# [WORK REQUEST]
Produce an exact copy of the lines below, starting at the first and ending with the line containing "if let Err(e) = state.db.upsert_movie(&result.to_movie())".

##### AVAILABLE DATA #####

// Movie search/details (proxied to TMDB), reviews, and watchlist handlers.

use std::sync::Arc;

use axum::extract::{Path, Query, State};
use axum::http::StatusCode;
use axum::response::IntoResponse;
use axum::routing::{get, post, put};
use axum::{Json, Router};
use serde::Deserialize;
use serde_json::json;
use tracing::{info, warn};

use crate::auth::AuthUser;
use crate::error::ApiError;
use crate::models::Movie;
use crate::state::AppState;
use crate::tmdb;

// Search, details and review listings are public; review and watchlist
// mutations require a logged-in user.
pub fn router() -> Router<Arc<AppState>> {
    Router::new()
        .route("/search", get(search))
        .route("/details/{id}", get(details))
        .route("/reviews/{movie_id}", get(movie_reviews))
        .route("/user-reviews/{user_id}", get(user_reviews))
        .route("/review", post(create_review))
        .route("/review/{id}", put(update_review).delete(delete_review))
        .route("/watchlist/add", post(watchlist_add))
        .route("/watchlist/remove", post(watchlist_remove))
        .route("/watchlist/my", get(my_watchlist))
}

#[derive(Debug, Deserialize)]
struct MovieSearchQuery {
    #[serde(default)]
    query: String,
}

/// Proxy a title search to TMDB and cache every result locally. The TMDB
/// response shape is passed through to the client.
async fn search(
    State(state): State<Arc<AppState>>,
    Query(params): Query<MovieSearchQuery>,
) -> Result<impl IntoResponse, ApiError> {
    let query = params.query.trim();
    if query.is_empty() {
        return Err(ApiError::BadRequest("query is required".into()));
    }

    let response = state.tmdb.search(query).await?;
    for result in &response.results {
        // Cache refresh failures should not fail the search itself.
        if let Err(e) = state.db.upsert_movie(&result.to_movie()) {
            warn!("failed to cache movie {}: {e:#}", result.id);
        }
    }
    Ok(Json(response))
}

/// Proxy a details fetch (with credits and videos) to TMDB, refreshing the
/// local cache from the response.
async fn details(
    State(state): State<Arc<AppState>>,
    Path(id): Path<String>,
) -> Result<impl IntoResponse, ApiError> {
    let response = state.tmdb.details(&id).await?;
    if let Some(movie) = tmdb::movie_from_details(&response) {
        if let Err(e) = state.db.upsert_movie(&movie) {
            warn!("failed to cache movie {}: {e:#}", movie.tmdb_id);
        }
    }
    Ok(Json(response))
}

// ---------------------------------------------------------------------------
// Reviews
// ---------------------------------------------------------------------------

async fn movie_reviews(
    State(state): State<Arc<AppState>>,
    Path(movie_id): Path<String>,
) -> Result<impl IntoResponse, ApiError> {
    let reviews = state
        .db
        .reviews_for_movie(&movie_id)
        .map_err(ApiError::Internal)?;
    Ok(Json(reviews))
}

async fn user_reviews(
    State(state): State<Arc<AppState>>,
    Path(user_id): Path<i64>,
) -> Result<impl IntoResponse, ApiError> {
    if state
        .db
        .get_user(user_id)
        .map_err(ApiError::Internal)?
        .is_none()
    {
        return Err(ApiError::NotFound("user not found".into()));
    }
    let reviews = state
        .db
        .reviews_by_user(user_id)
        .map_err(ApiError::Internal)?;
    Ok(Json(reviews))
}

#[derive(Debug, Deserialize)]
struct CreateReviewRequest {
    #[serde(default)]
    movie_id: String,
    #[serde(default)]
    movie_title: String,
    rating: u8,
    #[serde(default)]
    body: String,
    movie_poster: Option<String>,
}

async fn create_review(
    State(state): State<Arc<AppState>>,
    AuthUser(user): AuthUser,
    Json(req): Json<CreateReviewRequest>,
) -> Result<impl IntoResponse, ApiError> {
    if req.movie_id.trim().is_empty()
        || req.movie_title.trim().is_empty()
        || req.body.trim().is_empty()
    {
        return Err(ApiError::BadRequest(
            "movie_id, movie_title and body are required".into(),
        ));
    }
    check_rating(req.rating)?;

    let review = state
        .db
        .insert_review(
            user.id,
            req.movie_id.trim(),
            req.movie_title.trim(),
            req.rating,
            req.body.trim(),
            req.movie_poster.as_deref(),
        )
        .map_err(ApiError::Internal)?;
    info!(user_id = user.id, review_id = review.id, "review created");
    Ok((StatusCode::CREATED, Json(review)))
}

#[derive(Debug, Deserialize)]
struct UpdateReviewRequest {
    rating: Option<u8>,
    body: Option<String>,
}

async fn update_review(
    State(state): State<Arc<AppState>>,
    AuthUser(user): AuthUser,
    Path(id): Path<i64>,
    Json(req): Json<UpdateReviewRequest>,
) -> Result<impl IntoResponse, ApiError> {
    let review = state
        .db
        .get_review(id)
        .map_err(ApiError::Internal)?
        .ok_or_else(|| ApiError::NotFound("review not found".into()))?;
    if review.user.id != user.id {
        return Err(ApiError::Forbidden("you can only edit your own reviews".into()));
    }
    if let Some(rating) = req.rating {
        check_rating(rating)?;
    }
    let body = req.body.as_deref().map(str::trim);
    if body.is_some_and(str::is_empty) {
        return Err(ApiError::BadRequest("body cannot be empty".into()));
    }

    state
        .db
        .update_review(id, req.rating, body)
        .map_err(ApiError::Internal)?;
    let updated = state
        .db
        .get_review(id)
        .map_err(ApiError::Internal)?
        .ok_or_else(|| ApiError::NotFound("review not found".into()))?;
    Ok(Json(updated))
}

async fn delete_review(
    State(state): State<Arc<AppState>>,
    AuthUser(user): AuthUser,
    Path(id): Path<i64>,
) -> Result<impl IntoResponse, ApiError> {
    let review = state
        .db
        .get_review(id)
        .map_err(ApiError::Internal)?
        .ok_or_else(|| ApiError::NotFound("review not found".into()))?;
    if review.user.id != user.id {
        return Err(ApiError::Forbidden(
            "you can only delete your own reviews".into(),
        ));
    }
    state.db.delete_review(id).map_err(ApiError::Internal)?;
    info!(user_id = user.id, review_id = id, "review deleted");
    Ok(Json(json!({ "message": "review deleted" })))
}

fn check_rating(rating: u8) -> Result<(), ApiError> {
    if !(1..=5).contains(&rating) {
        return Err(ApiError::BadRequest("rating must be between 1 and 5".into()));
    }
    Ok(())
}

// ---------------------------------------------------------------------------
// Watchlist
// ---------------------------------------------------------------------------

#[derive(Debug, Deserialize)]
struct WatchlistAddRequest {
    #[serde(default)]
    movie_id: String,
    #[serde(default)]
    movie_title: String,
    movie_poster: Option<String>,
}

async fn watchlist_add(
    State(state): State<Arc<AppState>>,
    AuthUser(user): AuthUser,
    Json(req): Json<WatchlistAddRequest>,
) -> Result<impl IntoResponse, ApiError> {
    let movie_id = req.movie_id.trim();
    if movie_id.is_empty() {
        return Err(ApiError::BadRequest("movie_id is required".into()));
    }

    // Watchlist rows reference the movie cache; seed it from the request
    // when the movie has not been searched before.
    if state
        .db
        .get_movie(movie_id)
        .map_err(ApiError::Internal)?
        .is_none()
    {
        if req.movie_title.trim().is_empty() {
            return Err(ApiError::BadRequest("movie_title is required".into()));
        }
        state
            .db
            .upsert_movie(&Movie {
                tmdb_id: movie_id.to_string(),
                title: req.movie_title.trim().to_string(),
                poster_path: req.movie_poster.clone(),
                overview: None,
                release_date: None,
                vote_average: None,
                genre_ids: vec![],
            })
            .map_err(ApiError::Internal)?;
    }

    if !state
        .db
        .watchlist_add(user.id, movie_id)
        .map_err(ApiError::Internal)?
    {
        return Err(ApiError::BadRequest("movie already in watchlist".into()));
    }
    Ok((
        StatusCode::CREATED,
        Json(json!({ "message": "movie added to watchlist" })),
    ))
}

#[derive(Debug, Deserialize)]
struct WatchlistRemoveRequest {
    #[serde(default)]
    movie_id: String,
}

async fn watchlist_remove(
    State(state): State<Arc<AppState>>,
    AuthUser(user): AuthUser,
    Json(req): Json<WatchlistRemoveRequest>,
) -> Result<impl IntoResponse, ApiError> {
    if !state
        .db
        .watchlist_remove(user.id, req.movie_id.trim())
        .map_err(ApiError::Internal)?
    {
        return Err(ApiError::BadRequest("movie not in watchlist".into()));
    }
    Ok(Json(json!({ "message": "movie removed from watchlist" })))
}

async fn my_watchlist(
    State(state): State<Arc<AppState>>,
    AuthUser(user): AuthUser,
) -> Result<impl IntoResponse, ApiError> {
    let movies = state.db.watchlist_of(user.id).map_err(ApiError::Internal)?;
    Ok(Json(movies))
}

#####

# [FINISHED TASK]
// Movie search/details (proxied to TMDB), reviews, and watchlist handlers.

use std::sync::Arc;

use axum::extract::{Path, Query, State};
use axum::http::StatusCode;
use axum::response::IntoResponse;
use axum::routing::{get, post, put};
use axum::{Json, Router};
use serde::Deserialize;
use serde_json::json;
use tracing::{info, warn};

use crate::auth::AuthUser;
use crate::error::ApiError;
use crate::models::Movie;
use crate::state::AppState;
use crate::tmdb;

// Search, details and review listings are public; review and watchlist
// mutations require a logged-in user.
pub fn router() -> Router<Arc<AppState>> {
    Router::new()
        .route("/search", get(search))
        .route("/details/{id}", get(details))
        .route("/reviews/{movie_id}", get(movie_reviews))
        .route("/user-reviews/{user_id}", get(user_reviews))
        .route("/review", post(create_review))
        .route("/review/{id}", put(update_review).delete(delete_review))
        .route("/watchlist/add", post(watchlist_add))
        .route("/watchlist/remove", post(watchlist_remove))
        .route("/watchlist/my", get(my_watchlist))
}

#[derive(Debug, Deserialize)]
struct MovieSearchQuery {
    #[serde(default)]
    query: String,
}

/// Proxy a title search to TMDB and cache every result locally. The TMDB
/// response shape is passed through to the client.
async fn search(
    State(state): State<Arc<AppState>>,
    Query(params): Query<MovieSearchQuery>,
) -> Result<impl IntoResponse, ApiError> {
    let query = params.query.trim();
    if query.is_empty() {
        return Err(ApiError::BadRequest("query is required".into()));
    }

    let response = state.tmdb.search(query).await?;
    for result in &response.results {
        // Cache refresh failures should not fail the search itself.
        if let Err(e) = state.db.upsert_movie(&result.to_movie()) {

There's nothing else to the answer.